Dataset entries
########

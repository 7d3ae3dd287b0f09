//! New bill endpoints - HTMX partial responses
//!
//! Endpoints:
//! - htmx_file_change: Receipt picked in the file input (multipart, HTML fragment)
//! - htmx_new_bill_store: Form submission (HX-Redirect, or inline error)

use crate::{hx_redirect, session_from_headers, views, AppState};
use axum::extract::multipart::{MultipartError, MultipartRejection};
use axum::extract::Multipart;
use axum::http::StatusCode;
use axum::response::{Html, IntoResponse, Response};
use axum::Form;
use billed_core::{
    CoreError, FileChange, FileInput, NavigationLog, NewBillController, NewBillForm, PageEvents, Route, SelectedFile,
    UploadedFile,
};
use serde::Deserialize;
use std::sync::Arc;

/// Form fields posted by the new bill page, including the hidden receipt inputs
#[derive(Debug, Default, Deserialize)]
pub struct NewBillSubmission {
    #[serde(default)]
    pub expense_type: String,
    #[serde(default)]
    pub expense_name: String,
    #[serde(default)]
    pub datepicker: String,
    #[serde(default)]
    pub amount: String,
    #[serde(default)]
    pub vat: String,
    #[serde(default)]
    pub pct: String,
    #[serde(default)]
    pub commentary: String,
    #[serde(default)]
    pub file_url: String,
    #[serde(default)]
    pub file_key: String,
    #[serde(default)]
    pub file_name: String,
}

impl NewBillSubmission {
    /// Split into the typed form fields and the receipt claimed by the page.
    /// The claim is checked against the store on submit, by key.
    fn into_parts(self) -> (NewBillForm, Option<UploadedFile>) {
        let uploaded = if self.file_key.trim().is_empty() {
            None
        } else {
            Some(UploadedFile {
                file_url: self.file_url,
                file_key: self.file_key,
                file_name: self.file_name,
            })
        };
        let form = NewBillForm {
            expense_type: self.expense_type,
            expense_name: self.expense_name,
            datepicker: self.datepicker,
            amount: self.amount,
            vat: self.vat,
            pct: self.pct,
            commentary: self.commentary,
        };
        (form, uploaded)
    }
}

/// Why a multipart upload could not be read, worded for the user
fn multipart_error(e: MultipartError, max_file_size: usize) -> String {
    log::warn!("rejected receipt upload ({}): {}", e.status(), e.body_text());
    if e.status() == StatusCode::PAYLOAD_TOO_LARGE {
        format!(
            "Le fichier dépasse la taille maximale autorisée ({} Ko).",
            max_file_size.div_ceil(1024)
        )
    } else {
        "Le fichier n'a pas pu être lu.".to_string()
    }
}

/// The `file` field of the upload
async fn read_receipt(mut multipart: Multipart, max_file_size: usize) -> Result<SelectedFile, String> {
    let mut selected = None;
    while let Some(field) = multipart
        .next_field()
        .await
        .map_err(|e| multipart_error(e, max_file_size))?
    {
        if field.name() != Some("file") {
            continue;
        }
        let name = field.file_name().unwrap_or_default().to_string();
        let content_type = field
            .content_type()
            .unwrap_or("application/octet-stream")
            .to_string();
        let data = field.bytes().await.map_err(|e| multipart_error(e, max_file_size))?;
        selected = Some(SelectedFile::new(name, content_type, data));
    }
    selected.ok_or_else(|| "Aucun fichier n'a été sélectionné.".to_string())
}

/// HTMX: Receipt picked in the file input.
///
/// Every outcome answers 200 so HTMX swaps the feedback in place of the
/// previous receipt inputs.
pub async fn htmx_file_change(
    state: axum::extract::State<AppState>,
    headers: axum::http::HeaderMap,
    multipart: Result<Multipart, MultipartRejection>,
) -> Html<String> {
    let max_file_size = state.config.upload.max_file_size;
    let file = match multipart {
        Ok(multipart) => read_receipt(multipart, max_file_size).await,
        Err(rejection) => {
            log::warn!("rejected receipt upload: {}", rejection.body_text());
            Err("Le fichier n'a pas pu être lu.".to_string())
        }
    };

    let change = match file {
        Ok(file) => {
            let controller = NewBillController::new(
                state.store.clone(),
                Arc::new(NavigationLog::new()),
                session_from_headers(&headers, &state.config),
            );
            controller.handle_change_file(file).await
        }
        Err(message) => FileChange::UploadFailed {
            input: FileInput::default(),
            error: CoreError::Upload { message },
        },
    };
    Html(views::file_feedback_ui(&change))
}

/// HTMX: New bill form submission
pub async fn htmx_new_bill_store(
    state: axum::extract::State<AppState>,
    headers: axum::http::HeaderMap,
    Form(submission): Form<NewBillSubmission>,
) -> Response {
    let (form, uploaded) = submission.into_parts();
    let navigator = Arc::new(NavigationLog::new());
    let controller = NewBillController::new(
        state.store.clone(),
        navigator.clone(),
        session_from_headers(&headers, &state.config),
    )
    .with_attachment(uploaded);

    match controller.on_submit(form).await {
        Ok(_) => hx_redirect(navigator.last().unwrap_or(Route::Bills)),
        // HTMX only swaps 2xx answers, the form stays as typed
        Err(e) => Html(views::form_error_ui(&e)).into_response(),
    }
}

#[cfg(test)]
mod tests {
    use crate::create_router;
    use crate::tests::test_state;
    use axum::body::{to_bytes, Body};
    use axum::http::{header, Request, StatusCode};
    use axum::Router;
    use billed_core::models::FileUpload;
    use billed_core::{BillStore, MemoryStore, UploadedFile};
    use std::sync::Arc;
    use tower::ServiceExt;

    const BASE: &str = "https://localhost:3456/images";
    const BOUNDARY: &str = "----billedboundary";

    fn app() -> (Router, Arc<MemoryStore>) {
        let store = Arc::new(MemoryStore::new(BASE));
        (create_router(test_state(store.clone())), store)
    }

    fn receipt_body(field: &str, file_name: &str, content_type: &str) -> String {
        format!(
            "--{b}\r\nContent-Disposition: form-data; name=\"{n}\"; filename=\"{f}\"\r\nContent-Type: {c}\r\n\r\nfake image data\r\n--{b}--\r\n",
            b = BOUNDARY,
            n = field,
            f = file_name,
            c = content_type
        )
    }

    fn multipart_request(body: String) -> Request<Body> {
        Request::post("/bills/new/file")
            .header(header::CONTENT_TYPE, format!("multipart/form-data; boundary={}", BOUNDARY))
            .header(header::COOKIE, "user=%7B%22type%22%3A%22Employee%22%2C%22email%22%3A%22a%40a%22%7D")
            .body(Body::from(body))
            .unwrap()
    }

    fn upload_request(file_name: &str, content_type: &str) -> Request<Body> {
        multipart_request(receipt_body("file", file_name, content_type))
    }

    async fn issued_receipt(store: &MemoryStore) -> UploadedFile {
        store
            .upload_file(FileUpload {
                file_name: "receipt.jpg".to_string(),
                content_type: "image/jpg".to_string(),
                data: Default::default(),
                email: "employee@test.tld".to_string(),
            })
            .await
            .unwrap()
    }

    fn submit_request(body: &str) -> Request<Body> {
        Request::post("/bills")
            .header(header::CONTENT_TYPE, "application/x-www-form-urlencoded")
            .body(Body::from(body.to_string()))
            .unwrap()
    }

    async fn body_text(response: axum::response::Response) -> String {
        let body = to_bytes(response.into_body(), usize::MAX).await.unwrap();
        String::from_utf8(body.to_vec()).unwrap()
    }

    #[tokio::test]
    async fn test_new_bill_page() {
        let (app, _) = app();
        let response = app
            .oneshot(Request::get("/bills/new").body(Body::empty()).unwrap())
            .await
            .unwrap();
        let html = body_text(response).await;
        assert!(html.contains("data-testid='form-new-bill'"));
        assert!(html.contains("data-testid='icon-mail' class='p-3 rounded-lg active-icon'"));
    }

    #[tokio::test]
    async fn test_pdf_upload_is_rejected() {
        let (app, store) = app();
        let response = app.oneshot(upload_request("document.PDF", "application/pdf")).await.unwrap();
        assert_eq!(response.status(), StatusCode::OK);

        let html = body_text(response).await;
        assert!(html.contains("data-testid='file-error-message'"));
        assert!(html.contains("Le PDF n&#39;est pas pris en charge."));
        assert_eq!(store.calls().upload(), 0);
    }

    #[tokio::test]
    async fn test_jpg_upload_returns_hidden_inputs() {
        let (app, store) = app();
        let response = app.oneshot(upload_request("receipt.jpg", "image/jpg")).await.unwrap();
        let html = body_text(response).await;

        assert!(html.contains("name='file_url'"));
        assert!(html.contains("receipt.jpg"));
        assert!(!html.contains("file-error-message"));
        assert_eq!(store.calls().upload(), 1);
    }

    #[tokio::test]
    async fn test_oversized_upload_shows_inline_error() {
        let store = Arc::new(MemoryStore::new(BASE));
        let mut state = test_state(store.clone());
        state.config.upload.max_file_size = 64;
        let app = create_router(state);

        let response = app.oneshot(upload_request("receipt.jpg", "image/jpg")).await.unwrap();
        assert_eq!(response.status(), StatusCode::OK);

        let html = body_text(response).await;
        assert!(html.contains("data-testid='file-error-message'"));
        assert!(html.contains("taille maximale"));
        assert!(!html.contains("name='file_url'"));
        assert_eq!(store.calls().upload(), 0);
    }

    #[tokio::test]
    async fn test_unreadable_upload_shows_inline_error() {
        let truncated = format!(
            "--{b}\r\nContent-Disposition: form-data; name=\"file\"; filename=\"r.jpg\"\r\n\r\nfake",
            b = BOUNDARY
        );
        let missing_field = receipt_body("other", "receipt.jpg", "image/jpg");
        let not_multipart = Request::post("/bills/new/file")
            .header(header::CONTENT_TYPE, "text/plain")
            .body(Body::from("receipt.jpg"))
            .unwrap();

        for request in [multipart_request(truncated), multipart_request(missing_field), not_multipart] {
            let (app, store) = app();
            let response = app.oneshot(request).await.unwrap();
            assert_eq!(response.status(), StatusCode::OK);

            let html = body_text(response).await;
            assert!(html.contains("data-testid='file-error-message'"));
            assert!(!html.contains("name='file_url'"));
            assert_eq!(store.calls().upload(), 0);
        }
    }

    #[tokio::test]
    async fn test_submit_redirects_to_bills() {
        let (app, store) = app();
        let issued = issued_receipt(&store).await;
        let body = format!(
            "expense_type=Transports&expense_name=Vol+Paris&datepicker=2024-07-24&amount=348&vat=70&pct=&commentary=&file_url={}&file_key={}&file_name=receipt.jpg",
            urlencoding::encode(&issued.file_url),
            issued.file_key
        );
        let response = app.oneshot(submit_request(&body)).await.unwrap();

        assert_eq!(response.status(), StatusCode::OK);
        assert_eq!(response.headers()["HX-Redirect"], "/bills");

        let bills = store.list().await.unwrap();
        assert_eq!(bills.len(), 1);
        assert_eq!(bills[0].name, "Vol Paris");
        assert_eq!(bills[0].pct, 20);
        assert_eq!(bills[0].status, "pending");
        assert_eq!(bills[0].email, "employee@test.tld");
        assert_eq!(bills[0].file_url.as_deref(), Some(issued.file_url.as_str()));
    }

    #[tokio::test]
    async fn test_submit_with_forged_receipt_is_refused() {
        let (app, store) = app();
        let response = app
            .oneshot(submit_request(
                "datepicker=2024-07-24&amount=348&file_url=javascript%3Aalert(1)&file_key=forged&file_name=r.jpg",
            ))
            .await
            .unwrap();

        assert!(response.headers().get("HX-Redirect").is_none());
        let html = body_text(response).await;
        assert!(html.contains("data-testid='error-message'"));
        assert!(html.contains("Veuillez joindre un justificatif"));
        assert_eq!(store.calls().create(), 0);
        assert!(store.list().await.unwrap().is_empty());
    }

    #[tokio::test]
    async fn test_submit_keeps_issued_url_over_posted_one() {
        let (app, store) = app();
        let issued = issued_receipt(&store).await;
        let body = format!(
            "datepicker=2024-07-24&amount=348&file_url=javascript%3Aalert(1)&file_key={}&file_name=x.jpg",
            issued.file_key
        );
        let response = app.oneshot(submit_request(&body)).await.unwrap();
        assert_eq!(response.headers()["HX-Redirect"], "/bills");

        let bills = store.list().await.unwrap();
        assert_eq!(bills[0].file_url.as_deref(), Some(issued.file_url.as_str()));
        assert_eq!(bills[0].file_name.as_deref(), Some("receipt.jpg"));
    }

    #[tokio::test]
    async fn test_submit_without_receipt_shows_error() {
        let (app, store) = app();
        let response = app
            .oneshot(submit_request("expense_type=Transports&datepicker=2024-07-24&amount=348"))
            .await
            .unwrap();

        assert!(response.headers().get("HX-Redirect").is_none());
        let html = body_text(response).await;
        assert!(html.contains("data-testid='error-message'"));
        assert_eq!(store.calls().create(), 0);
    }

    #[tokio::test]
    async fn test_submit_store_failure_shows_error() {
        let (app, store) = app();
        let issued = issued_receipt(&store).await;
        store.fail_create_with("Erreur 500");
        let body = format!("datepicker=2024-07-24&amount=348&file_key={}", issued.file_key);
        let response = app.oneshot(submit_request(&body)).await.unwrap();

        assert!(response.headers().get("HX-Redirect").is_none());
        let html = body_text(response).await;
        assert!(html.contains("Erreur 500"));
    }
}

########

Action item:
Of all the entries above, retype exactly the lines from the line with "controller.handle_change_file(file).await" to the line with "const BOUNDARY: &str", both included, and no others.

Exercise result:
            controller.handle_change_file(file).await
        }
        Err(message) => FileChange::UploadFailed {
            input: FileInput::default(),
            error: CoreError::Upload { message },
        },
    };
    Html(views::file_feedback_ui(&change))
}

/// HTMX: New bill form submission
pub async fn htmx_new_bill_store(
    state: axum::extract::State<AppState>,
    headers: axum::http::HeaderMap,
    Form(submission): Form<NewBillSubmission>,
) -> Response {
    let (form, uploaded) = submission.into_parts();
    let navigator = Arc::new(NavigationLog::new());
    let controller = NewBillController::new(
        state.store.clone(),
        navigator.clone(),
        session_from_headers(&headers, &state.config),
    )
    .with_attachment(uploaded);

    match controller.on_submit(form).await {
        Ok(_) => hx_redirect(navigator.last().unwrap_or(Route::Bills)),
        // HTMX only swaps 2xx answers, the form stays as typed
        Err(e) => Html(views::form_error_ui(&e)).into_response(),
    }
}

#[cfg(test)]
mod tests {
    use crate::create_router;
    use crate::tests::test_state;
    use axum::body::{to_bytes, Body};
    use axum::http::{header, Request, StatusCode};
    use axum::Router;
    use billed_core::models::FileUpload;
    use billed_core::{BillStore, MemoryStore, UploadedFile};
    use std::sync::Arc;
    use tower::ServiceExt;

    const BASE: &str = "https://localhost:3456/images";
    const BOUNDARY: &str = "----billedboundary";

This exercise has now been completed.